### WORK TASK:
Transcribe, without alteration, the line that includes "an IDE interrupt" and each line after it until the records end, omitting all that precede it.

─── INFORMATION SHOWN

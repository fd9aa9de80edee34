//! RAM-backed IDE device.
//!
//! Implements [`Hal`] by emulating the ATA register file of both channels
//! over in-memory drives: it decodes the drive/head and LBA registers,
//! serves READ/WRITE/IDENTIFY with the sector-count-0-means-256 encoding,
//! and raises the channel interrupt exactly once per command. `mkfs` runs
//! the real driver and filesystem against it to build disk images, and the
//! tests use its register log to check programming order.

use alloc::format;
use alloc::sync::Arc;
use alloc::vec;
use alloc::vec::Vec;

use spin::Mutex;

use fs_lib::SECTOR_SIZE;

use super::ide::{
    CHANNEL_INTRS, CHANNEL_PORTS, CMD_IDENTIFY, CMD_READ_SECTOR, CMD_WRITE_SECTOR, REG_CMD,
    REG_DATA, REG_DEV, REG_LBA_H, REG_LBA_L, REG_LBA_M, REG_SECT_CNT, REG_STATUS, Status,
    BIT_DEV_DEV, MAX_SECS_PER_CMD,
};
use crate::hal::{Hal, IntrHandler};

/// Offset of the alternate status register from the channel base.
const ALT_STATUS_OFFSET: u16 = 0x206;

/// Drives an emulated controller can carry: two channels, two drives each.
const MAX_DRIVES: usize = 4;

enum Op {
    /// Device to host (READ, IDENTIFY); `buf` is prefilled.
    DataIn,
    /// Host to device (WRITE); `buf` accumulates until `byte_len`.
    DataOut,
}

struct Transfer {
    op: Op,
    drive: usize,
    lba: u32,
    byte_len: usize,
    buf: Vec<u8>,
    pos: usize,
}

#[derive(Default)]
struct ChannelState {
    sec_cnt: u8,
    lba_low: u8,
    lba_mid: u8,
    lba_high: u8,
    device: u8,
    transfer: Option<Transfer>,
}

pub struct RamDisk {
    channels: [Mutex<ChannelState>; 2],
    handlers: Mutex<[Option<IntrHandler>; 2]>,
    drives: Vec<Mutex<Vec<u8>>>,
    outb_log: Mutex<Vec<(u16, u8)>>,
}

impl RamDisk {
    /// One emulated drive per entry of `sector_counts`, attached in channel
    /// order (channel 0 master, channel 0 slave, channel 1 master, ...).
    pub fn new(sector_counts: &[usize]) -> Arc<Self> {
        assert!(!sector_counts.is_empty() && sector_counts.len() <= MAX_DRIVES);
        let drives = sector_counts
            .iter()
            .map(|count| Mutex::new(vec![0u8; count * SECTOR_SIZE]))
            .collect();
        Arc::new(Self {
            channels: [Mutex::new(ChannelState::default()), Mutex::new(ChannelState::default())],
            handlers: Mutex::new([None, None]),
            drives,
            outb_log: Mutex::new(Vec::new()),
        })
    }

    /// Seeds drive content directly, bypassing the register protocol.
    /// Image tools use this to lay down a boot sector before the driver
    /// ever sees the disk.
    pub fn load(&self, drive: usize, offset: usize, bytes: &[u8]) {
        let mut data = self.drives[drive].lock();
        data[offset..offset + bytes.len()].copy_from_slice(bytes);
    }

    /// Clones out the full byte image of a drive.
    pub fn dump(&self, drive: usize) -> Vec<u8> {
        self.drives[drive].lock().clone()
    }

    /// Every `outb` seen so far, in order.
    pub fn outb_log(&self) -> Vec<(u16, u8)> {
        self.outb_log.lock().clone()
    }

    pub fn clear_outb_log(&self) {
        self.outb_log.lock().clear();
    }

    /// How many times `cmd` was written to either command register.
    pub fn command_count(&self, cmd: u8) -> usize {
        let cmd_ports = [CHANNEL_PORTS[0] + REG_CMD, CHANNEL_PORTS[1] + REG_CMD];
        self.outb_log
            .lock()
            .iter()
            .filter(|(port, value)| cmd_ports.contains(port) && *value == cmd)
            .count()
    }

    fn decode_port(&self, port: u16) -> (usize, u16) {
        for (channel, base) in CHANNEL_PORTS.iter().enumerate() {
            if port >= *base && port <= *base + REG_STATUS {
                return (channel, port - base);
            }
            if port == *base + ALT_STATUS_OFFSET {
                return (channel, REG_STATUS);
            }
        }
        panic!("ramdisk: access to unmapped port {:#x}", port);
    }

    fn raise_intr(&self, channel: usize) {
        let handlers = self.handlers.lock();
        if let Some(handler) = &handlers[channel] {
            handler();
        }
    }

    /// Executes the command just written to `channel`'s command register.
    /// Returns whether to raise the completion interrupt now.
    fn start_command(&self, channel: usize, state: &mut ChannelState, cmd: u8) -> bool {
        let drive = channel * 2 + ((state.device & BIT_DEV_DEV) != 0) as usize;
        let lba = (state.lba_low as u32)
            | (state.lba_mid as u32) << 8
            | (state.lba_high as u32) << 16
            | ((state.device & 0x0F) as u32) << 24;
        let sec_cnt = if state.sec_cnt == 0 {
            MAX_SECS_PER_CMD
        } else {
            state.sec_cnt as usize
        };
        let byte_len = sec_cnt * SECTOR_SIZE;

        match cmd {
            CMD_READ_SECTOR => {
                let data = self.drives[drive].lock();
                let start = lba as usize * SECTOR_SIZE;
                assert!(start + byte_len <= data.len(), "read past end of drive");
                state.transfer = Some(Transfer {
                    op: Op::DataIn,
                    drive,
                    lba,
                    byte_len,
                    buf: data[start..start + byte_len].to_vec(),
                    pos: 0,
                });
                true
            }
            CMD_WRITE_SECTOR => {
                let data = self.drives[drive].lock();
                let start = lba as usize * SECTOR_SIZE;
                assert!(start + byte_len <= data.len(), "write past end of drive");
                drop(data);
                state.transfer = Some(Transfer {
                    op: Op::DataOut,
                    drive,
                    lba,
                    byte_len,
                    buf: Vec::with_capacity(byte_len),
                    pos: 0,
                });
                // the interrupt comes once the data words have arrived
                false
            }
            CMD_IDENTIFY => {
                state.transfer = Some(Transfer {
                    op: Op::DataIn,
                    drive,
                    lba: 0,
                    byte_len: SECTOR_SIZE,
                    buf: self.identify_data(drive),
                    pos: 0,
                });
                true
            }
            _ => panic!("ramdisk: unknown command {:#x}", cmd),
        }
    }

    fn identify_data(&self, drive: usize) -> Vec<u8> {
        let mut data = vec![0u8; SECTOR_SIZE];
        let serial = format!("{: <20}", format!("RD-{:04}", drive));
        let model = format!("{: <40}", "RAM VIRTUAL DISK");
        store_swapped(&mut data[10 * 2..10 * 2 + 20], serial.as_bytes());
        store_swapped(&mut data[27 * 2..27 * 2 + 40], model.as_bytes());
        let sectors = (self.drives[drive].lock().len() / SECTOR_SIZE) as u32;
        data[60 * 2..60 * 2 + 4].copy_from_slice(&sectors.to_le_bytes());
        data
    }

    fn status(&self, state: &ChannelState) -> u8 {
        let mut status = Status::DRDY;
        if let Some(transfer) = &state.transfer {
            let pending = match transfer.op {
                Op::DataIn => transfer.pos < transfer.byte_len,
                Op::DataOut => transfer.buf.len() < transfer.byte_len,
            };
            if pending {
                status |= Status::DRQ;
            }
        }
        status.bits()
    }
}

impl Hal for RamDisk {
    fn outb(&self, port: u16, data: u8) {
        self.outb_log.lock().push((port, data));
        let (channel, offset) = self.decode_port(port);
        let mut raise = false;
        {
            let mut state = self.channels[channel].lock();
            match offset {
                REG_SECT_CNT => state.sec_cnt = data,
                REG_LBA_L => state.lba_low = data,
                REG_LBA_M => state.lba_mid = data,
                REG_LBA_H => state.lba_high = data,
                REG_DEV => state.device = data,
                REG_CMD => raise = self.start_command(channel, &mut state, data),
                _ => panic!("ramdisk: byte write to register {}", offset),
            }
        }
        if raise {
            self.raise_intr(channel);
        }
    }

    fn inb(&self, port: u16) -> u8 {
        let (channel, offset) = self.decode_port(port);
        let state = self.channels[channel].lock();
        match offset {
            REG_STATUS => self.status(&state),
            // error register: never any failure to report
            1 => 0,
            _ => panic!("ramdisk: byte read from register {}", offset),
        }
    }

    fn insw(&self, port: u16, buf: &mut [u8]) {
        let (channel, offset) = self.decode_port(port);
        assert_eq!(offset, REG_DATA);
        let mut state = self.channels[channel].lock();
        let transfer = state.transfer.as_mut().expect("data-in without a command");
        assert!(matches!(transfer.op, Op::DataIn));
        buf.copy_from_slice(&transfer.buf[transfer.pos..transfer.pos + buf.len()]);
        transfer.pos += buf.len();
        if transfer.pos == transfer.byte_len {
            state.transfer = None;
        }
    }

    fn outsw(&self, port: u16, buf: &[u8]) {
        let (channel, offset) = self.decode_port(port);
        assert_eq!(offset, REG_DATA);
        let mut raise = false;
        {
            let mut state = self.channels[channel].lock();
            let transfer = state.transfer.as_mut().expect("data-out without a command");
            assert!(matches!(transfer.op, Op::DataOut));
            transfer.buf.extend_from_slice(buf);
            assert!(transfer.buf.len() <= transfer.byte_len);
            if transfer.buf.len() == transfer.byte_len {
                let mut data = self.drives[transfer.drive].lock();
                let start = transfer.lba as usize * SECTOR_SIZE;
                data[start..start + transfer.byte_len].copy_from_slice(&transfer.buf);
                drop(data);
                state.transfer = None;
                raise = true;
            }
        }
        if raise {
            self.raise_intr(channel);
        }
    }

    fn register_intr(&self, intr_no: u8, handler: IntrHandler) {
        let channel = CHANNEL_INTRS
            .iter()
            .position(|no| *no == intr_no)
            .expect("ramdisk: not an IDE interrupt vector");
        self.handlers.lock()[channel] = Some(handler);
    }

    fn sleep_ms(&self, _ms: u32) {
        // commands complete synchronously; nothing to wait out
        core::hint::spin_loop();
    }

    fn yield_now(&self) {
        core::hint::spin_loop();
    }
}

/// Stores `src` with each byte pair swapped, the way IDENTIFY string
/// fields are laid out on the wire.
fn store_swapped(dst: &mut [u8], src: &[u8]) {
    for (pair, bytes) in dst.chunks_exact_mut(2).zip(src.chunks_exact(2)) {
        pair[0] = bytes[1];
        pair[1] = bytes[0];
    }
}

──────

### RESPONSE TO THIS EXERCISE:
            .expect("ramdisk: not an IDE interrupt vector");
        self.handlers.lock()[channel] = Some(handler);
    }

    fn sleep_ms(&self, _ms: u32) {
        // commands complete synchronously; nothing to wait out
        core::hint::spin_loop();
    }

    fn yield_now(&self) {
        core::hint::spin_loop();
    }
}

/// Stores `src` with each byte pair swapped, the way IDENTIFY string
/// fields are laid out on the wire.
fn store_swapped(dst: &mut [u8], src: &[u8]) {
    for (pair, bytes) in dst.chunks_exact_mut(2).zip(src.chunks_exact(2)) {
        pair[0] = bytes[1];
        pair[1] = bytes[0];
    }
}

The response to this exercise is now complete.